El viaje mundialista me encuentra muy lejos de donde jugó Argentina. Si la distancia se midiera en emociones y no en kilómetros, mucho más lejos del conurbano bonaerense donde crecí. Porque cuando estás en una Copa del Mundo pero no en el estadio donde juega tu Selección, en realidad estás en una sintonía muy diferente de la de tus amigos y familia. Ni siquiera te das demasiado cuenta de cuánto falta para que empiece y la ansiedad aprieta poco y nada. El contexto se mueve ajeno al nerviosismo de un país.
Hay solo dos lugares para vivir un Mundial como corresponde el estadio y tu casa. Aunque parezca una paradoja, vivirlo en la nación sede no es una experiencia interesante. Ver el partido más esperado de los últimos cuatro años en un teléfono rodeado de hinchas de otro equipo, con otras realidades y otras expectativas, es lo mismo que hacerlo en una estación espacial soviética.
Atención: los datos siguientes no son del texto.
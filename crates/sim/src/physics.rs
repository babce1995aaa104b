use std::f64::consts::FRAC_PI_2;

use strike_shared::*;

// Only positions and angles are stored. Rates are reconstructed by finite
// differences of the trailing history entries and are zero until enough
// samples exist.

pub fn rocket_velocity(world: &World) -> Coordinate {
    let locations = &world.history.rocket.locations;
    let dt = world.parameters.time.timestep;

    match locations.as_slice() {
        [.., previous, current] => (*current - *previous) / dt,
        _ => Coordinate::ZERO,
    }
}

pub fn rocket_acceleration(world: &World) -> Coordinate {
    let locations = &world.history.rocket.locations;
    let dt = world.parameters.time.timestep;

    match locations.as_slice() {
        [.., p0, p1, p2] => {
            let v1 = (*p2 - *p1) / dt;
            let v0 = (*p1 - *p0) / dt;
            (v1 - v0) / dt
        }
        _ => Coordinate::ZERO,
    }
}

/// Angle differences are wrapped so crossing the +-PI seam reads as a small turn.
pub fn rocket_angular_velocity(world: &World) -> f64 {
    let angles = &world.history.rocket.angles;
    let dt = world.parameters.time.timestep;

    match angles.as_slice() {
        [.., previous, current] => normalize_angle(current - previous) / dt,
        _ => 0.0,
    }
}

pub fn rocket_angular_acceleration(world: &World) -> f64 {
    let angles = &world.history.rocket.angles;
    let dt = world.parameters.time.timestep;

    match angles.as_slice() {
        [.., a0, a1, a2] => {
            let w1 = normalize_angle(a2 - a1) / dt;
            let w0 = normalize_angle(a1 - a0) / dt;
            (w1 - w0) / dt
        }
        _ => 0.0,
    }
}

/// Thrust along the current heading from the committed main engine force.
pub fn main_engine_acceleration(world: &World) -> Coordinate {
    let force = world.history.rocket.engine_force(Engine::Main);
    let heading = world.history.rocket.angle();

    Coordinate::from_polar(force, heading) / world.parameters.rocket.mass
}

/// Direction a thruster pushes the rocket: perpendicular to the axis, to the
/// right for the left-side pair and to the left for the right-side pair.
pub fn thruster_angle(world: &World, thruster: Engine) -> f64 {
    let heading = world.history.rocket.angle();
    normalize_angle(heading - thruster.lateral_direction() * FRAC_PI_2)
}

pub fn thruster_acceleration(world: &World, thruster: Engine) -> Coordinate {
    let force = world.history.rocket.engine_force(thruster);

    Coordinate::from_polar(force, thruster_angle(world, thruster)) / world.parameters.rocket.mass
}

pub fn thruster_angular_acceleration(world: &World, thruster: Engine) -> f64 {
    let rocket = &world.parameters.rocket;
    let torque = world.history.rocket.engine_force(thruster) * rocket.thruster_moment_arm();

    thruster.rotation_direction() * torque / rocket.moment_of_inertia()
}

/// Linear and angular acceleration from every committed engine force.
pub fn engine_accelerations(world: &World) -> (Coordinate, f64) {
    Engine::THRUSTERS.iter().fold(
        (main_engine_acceleration(world), 0.0),
        |(linear, angular), &thruster| {
            (
                linear + thruster_acceleration(world, thruster),
                angular + thruster_angular_acceleration(world, thruster),
            )
        },
    )
}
Gol de Agüero, festejo tímido; gol de Islandia, preocupación módica; penal fallado por Messi, mueca de angustia. Nada exagerado, nada mundialista. Cuando termina el partido y pasa lo que todos esperábamos (Argentina juega mal), ni siquiera llegará la charla entre amigos que podría servir para recuperar optimismo. Nada. Solo la sospecha de que en el fútbol no existen los milagros.